Brief >> In the entries that follow, find each line with the word "claimed" and copy it.

• • • •

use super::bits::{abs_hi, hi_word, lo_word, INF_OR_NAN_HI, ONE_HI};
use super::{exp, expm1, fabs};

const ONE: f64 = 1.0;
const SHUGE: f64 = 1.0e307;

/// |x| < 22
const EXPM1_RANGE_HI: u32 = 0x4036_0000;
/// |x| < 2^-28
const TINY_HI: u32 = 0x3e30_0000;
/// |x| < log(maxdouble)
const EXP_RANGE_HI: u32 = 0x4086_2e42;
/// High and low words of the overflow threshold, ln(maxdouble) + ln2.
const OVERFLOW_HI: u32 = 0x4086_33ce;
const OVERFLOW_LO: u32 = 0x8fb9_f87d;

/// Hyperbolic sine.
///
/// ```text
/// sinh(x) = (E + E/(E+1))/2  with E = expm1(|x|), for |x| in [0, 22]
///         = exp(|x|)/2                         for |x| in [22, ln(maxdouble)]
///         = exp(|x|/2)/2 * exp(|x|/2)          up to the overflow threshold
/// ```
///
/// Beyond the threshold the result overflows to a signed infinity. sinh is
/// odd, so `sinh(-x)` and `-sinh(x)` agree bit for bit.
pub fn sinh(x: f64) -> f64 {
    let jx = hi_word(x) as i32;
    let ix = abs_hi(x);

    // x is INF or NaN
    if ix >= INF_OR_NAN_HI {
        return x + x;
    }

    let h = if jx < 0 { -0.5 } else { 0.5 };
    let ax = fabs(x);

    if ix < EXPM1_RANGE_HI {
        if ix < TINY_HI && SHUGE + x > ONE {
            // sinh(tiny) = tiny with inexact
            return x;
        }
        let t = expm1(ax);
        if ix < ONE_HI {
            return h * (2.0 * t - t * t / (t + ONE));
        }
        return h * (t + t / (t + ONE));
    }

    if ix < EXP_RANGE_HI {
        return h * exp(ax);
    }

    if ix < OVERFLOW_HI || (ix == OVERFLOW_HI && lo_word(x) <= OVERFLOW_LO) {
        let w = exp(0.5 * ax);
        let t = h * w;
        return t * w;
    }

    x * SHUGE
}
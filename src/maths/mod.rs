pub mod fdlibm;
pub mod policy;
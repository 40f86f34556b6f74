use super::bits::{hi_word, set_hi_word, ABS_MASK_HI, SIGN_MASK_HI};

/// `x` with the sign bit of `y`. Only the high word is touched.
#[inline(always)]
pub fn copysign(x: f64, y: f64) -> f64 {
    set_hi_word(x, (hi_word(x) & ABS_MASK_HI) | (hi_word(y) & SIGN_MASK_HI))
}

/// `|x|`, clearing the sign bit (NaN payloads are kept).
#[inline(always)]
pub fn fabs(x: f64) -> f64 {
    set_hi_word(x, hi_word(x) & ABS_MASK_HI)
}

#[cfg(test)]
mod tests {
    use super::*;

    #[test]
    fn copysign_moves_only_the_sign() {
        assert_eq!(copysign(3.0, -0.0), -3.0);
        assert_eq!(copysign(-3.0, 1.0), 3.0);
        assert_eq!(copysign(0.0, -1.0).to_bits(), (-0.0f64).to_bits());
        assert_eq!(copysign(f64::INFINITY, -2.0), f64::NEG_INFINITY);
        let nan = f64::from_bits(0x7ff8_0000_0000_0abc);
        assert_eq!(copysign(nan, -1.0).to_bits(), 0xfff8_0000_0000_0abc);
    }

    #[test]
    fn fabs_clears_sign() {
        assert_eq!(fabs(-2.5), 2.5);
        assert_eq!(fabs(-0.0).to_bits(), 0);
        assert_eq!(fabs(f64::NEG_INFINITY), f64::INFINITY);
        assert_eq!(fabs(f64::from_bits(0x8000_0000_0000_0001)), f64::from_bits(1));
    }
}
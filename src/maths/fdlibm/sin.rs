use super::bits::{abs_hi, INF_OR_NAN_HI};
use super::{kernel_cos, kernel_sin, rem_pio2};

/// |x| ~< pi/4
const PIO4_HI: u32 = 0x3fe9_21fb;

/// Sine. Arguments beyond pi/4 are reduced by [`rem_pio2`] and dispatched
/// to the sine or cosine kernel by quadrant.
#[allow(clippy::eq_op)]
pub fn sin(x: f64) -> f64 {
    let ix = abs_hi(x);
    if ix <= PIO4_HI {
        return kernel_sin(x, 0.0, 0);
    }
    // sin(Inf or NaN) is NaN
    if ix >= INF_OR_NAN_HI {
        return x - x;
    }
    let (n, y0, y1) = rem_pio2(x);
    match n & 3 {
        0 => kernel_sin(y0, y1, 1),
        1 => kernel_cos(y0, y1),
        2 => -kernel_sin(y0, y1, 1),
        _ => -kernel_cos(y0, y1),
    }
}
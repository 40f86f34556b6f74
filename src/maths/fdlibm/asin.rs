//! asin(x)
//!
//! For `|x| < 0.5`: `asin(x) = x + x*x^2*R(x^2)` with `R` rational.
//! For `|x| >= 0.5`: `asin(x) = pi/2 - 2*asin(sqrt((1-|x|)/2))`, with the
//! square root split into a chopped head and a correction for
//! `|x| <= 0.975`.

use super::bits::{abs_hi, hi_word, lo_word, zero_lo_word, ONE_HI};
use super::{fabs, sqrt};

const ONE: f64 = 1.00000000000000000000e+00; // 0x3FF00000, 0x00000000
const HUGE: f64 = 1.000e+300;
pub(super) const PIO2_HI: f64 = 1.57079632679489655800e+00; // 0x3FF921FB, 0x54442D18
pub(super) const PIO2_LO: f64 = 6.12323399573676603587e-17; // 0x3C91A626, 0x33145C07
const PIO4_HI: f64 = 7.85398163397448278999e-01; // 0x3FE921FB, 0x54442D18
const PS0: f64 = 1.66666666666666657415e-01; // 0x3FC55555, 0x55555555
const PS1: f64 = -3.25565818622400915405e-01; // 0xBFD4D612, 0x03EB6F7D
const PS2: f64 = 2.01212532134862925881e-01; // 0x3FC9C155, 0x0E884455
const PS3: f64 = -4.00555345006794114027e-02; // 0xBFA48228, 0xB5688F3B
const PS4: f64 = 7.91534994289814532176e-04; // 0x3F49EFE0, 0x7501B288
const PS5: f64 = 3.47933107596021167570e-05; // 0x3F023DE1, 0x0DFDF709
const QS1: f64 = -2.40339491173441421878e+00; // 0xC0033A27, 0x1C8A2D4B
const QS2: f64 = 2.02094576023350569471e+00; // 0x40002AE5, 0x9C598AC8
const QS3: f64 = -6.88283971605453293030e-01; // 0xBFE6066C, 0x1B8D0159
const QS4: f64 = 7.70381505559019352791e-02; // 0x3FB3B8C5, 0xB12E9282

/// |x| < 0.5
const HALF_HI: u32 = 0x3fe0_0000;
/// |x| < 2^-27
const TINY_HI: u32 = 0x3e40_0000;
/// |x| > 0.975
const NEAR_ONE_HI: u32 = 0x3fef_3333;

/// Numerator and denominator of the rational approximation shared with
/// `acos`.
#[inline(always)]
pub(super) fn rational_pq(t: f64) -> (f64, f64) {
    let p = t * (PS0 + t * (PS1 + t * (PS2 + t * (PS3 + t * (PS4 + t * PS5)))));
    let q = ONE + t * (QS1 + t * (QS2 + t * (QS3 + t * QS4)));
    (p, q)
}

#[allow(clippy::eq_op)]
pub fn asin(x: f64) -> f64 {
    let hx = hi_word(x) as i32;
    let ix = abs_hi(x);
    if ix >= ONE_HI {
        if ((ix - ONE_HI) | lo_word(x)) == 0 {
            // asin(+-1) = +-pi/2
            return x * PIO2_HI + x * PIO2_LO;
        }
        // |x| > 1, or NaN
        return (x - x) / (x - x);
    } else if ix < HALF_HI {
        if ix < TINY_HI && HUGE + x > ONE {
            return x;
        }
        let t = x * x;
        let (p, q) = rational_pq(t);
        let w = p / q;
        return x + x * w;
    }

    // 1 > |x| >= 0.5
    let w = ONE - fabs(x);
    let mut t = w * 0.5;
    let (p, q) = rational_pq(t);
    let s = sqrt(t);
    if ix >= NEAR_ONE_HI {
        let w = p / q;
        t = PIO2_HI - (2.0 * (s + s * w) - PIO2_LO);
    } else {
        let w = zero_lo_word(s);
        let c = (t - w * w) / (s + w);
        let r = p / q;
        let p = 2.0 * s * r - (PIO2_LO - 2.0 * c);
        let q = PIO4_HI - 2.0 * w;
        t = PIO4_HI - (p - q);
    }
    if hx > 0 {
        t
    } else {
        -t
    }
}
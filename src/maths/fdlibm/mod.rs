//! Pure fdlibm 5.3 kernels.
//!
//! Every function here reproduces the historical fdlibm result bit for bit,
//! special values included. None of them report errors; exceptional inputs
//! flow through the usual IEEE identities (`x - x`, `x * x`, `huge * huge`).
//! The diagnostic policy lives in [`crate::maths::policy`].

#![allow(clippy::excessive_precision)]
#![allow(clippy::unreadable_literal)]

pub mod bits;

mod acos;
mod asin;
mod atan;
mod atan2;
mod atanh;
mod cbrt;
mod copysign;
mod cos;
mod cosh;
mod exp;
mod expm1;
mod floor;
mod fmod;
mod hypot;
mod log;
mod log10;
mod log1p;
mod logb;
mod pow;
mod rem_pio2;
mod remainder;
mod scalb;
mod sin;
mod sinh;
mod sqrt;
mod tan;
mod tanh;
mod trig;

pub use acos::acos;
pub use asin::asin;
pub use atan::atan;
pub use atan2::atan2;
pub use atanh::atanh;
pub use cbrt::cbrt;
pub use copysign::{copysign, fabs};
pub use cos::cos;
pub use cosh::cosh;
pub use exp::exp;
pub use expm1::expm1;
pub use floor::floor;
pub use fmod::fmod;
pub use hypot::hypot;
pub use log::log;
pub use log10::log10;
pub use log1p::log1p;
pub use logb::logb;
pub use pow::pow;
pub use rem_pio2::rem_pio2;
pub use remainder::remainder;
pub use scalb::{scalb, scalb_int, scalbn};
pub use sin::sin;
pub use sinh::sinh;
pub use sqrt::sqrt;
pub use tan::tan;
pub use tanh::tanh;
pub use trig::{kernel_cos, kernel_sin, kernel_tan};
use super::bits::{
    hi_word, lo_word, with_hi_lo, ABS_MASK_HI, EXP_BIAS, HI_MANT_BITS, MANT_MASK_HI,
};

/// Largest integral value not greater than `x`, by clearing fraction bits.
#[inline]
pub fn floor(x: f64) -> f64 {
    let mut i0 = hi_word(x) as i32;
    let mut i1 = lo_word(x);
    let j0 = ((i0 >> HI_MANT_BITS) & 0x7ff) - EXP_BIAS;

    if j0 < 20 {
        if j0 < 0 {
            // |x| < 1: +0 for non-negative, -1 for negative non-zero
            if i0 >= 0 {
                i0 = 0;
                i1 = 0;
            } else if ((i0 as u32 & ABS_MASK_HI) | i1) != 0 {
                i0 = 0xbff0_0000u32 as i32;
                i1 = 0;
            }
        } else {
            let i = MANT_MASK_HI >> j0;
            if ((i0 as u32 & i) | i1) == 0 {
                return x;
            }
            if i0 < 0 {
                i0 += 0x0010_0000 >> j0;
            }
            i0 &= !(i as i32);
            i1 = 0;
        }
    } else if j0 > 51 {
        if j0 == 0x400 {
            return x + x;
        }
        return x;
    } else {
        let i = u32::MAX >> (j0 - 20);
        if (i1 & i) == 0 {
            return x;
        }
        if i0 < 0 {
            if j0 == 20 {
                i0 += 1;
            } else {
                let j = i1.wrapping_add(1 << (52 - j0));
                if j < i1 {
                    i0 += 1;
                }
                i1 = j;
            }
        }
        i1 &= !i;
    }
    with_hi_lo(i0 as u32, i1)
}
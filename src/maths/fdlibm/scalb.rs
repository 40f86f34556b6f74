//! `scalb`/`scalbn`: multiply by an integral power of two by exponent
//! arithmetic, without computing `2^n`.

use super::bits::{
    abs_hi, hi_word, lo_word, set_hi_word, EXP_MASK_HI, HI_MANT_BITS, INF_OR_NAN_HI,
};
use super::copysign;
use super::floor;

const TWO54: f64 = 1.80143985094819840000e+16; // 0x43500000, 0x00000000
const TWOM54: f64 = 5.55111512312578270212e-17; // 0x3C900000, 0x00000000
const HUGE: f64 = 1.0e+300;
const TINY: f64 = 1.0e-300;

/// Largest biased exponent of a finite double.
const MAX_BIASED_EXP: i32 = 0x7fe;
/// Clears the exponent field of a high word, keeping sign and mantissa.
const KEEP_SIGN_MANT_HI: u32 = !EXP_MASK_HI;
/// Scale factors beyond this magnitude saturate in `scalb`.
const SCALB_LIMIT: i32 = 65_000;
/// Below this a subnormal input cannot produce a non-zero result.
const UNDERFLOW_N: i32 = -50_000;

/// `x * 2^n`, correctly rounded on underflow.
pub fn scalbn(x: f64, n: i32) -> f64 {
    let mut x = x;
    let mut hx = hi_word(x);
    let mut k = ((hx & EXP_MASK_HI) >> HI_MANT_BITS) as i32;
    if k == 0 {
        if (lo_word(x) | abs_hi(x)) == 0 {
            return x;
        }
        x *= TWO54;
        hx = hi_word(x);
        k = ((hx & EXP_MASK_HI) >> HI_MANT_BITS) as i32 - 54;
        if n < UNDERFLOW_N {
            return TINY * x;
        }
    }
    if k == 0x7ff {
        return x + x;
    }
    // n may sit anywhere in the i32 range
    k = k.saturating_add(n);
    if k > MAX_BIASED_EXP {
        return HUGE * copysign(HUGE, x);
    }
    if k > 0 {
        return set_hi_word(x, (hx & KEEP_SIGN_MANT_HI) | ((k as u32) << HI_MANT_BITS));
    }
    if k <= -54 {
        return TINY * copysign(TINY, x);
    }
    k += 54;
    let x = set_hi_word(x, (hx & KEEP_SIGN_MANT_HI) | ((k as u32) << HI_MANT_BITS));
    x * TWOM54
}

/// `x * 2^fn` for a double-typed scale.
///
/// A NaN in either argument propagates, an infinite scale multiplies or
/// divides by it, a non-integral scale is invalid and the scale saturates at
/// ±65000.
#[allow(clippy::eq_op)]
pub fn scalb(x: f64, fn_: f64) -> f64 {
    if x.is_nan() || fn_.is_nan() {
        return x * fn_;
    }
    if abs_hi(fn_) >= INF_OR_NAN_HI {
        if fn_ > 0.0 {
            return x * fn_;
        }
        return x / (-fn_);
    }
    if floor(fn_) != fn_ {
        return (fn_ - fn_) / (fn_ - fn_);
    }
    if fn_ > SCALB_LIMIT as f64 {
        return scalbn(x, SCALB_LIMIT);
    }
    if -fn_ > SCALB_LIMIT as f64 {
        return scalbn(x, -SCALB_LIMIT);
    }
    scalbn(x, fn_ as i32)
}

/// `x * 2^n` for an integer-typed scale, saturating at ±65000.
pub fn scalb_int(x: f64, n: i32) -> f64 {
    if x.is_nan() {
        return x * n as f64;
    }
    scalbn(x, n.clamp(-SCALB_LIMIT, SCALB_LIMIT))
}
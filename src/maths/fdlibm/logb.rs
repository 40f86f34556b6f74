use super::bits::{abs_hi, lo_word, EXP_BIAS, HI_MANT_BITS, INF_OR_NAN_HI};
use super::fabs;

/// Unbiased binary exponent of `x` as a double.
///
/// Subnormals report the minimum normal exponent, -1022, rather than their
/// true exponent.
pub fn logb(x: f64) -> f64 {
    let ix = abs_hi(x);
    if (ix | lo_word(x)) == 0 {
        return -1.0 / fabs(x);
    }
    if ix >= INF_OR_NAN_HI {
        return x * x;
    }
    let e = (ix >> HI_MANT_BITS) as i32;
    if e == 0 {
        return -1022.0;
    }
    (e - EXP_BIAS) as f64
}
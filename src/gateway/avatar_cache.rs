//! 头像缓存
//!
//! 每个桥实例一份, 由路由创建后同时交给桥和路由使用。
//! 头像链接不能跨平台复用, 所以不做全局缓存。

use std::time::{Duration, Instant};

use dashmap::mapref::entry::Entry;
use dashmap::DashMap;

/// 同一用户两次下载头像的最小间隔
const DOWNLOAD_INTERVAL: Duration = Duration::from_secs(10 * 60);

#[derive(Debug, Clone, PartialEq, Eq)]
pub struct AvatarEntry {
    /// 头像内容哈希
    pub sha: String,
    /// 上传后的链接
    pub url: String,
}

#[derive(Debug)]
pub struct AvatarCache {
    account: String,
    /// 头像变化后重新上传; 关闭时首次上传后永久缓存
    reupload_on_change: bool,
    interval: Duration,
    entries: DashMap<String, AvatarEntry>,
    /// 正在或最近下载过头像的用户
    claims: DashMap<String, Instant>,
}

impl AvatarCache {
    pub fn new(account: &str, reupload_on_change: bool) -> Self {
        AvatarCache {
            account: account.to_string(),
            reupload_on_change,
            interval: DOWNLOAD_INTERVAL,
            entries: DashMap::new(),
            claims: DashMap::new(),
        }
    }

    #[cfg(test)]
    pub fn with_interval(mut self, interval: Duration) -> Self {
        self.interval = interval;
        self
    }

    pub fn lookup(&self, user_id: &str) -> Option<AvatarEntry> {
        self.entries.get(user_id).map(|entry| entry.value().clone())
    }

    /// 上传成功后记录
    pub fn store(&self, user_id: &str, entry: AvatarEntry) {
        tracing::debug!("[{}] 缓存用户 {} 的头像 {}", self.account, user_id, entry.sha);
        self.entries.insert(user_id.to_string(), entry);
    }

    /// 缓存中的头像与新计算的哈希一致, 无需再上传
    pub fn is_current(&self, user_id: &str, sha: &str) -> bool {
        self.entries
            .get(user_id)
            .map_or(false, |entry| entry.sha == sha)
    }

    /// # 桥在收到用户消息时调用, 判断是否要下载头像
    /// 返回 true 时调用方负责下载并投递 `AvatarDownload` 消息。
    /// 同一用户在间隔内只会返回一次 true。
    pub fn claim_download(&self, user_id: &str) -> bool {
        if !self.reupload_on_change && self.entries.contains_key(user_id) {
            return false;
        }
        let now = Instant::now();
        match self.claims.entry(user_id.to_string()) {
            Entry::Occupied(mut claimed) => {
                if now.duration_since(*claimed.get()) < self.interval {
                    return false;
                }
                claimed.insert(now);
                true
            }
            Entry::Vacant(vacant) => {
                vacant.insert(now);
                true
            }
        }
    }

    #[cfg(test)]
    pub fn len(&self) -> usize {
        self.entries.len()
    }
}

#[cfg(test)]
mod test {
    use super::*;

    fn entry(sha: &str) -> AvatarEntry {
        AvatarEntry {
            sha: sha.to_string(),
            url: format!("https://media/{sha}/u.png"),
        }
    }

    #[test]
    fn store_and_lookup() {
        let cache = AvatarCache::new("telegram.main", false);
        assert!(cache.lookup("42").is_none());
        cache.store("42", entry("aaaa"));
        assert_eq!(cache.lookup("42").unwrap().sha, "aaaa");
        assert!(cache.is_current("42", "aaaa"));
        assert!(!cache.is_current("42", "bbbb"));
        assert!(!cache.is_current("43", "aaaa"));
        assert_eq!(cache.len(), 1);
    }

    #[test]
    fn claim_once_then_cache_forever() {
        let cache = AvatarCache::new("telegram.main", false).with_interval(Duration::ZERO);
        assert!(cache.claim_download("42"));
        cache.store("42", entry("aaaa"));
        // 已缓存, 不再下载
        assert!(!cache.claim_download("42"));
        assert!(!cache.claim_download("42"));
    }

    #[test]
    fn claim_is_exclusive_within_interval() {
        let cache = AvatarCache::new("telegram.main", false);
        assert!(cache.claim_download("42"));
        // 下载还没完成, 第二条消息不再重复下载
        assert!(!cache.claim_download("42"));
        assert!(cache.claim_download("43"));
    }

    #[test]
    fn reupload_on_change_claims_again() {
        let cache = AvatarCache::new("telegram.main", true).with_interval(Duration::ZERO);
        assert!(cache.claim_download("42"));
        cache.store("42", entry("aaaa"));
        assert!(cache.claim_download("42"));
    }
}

• • • •

Exercise result >>
            Entry::Occupied(mut claimed) => {
                if now.duration_since(*claimed.get()) < self.interval {
                claimed.insert(now);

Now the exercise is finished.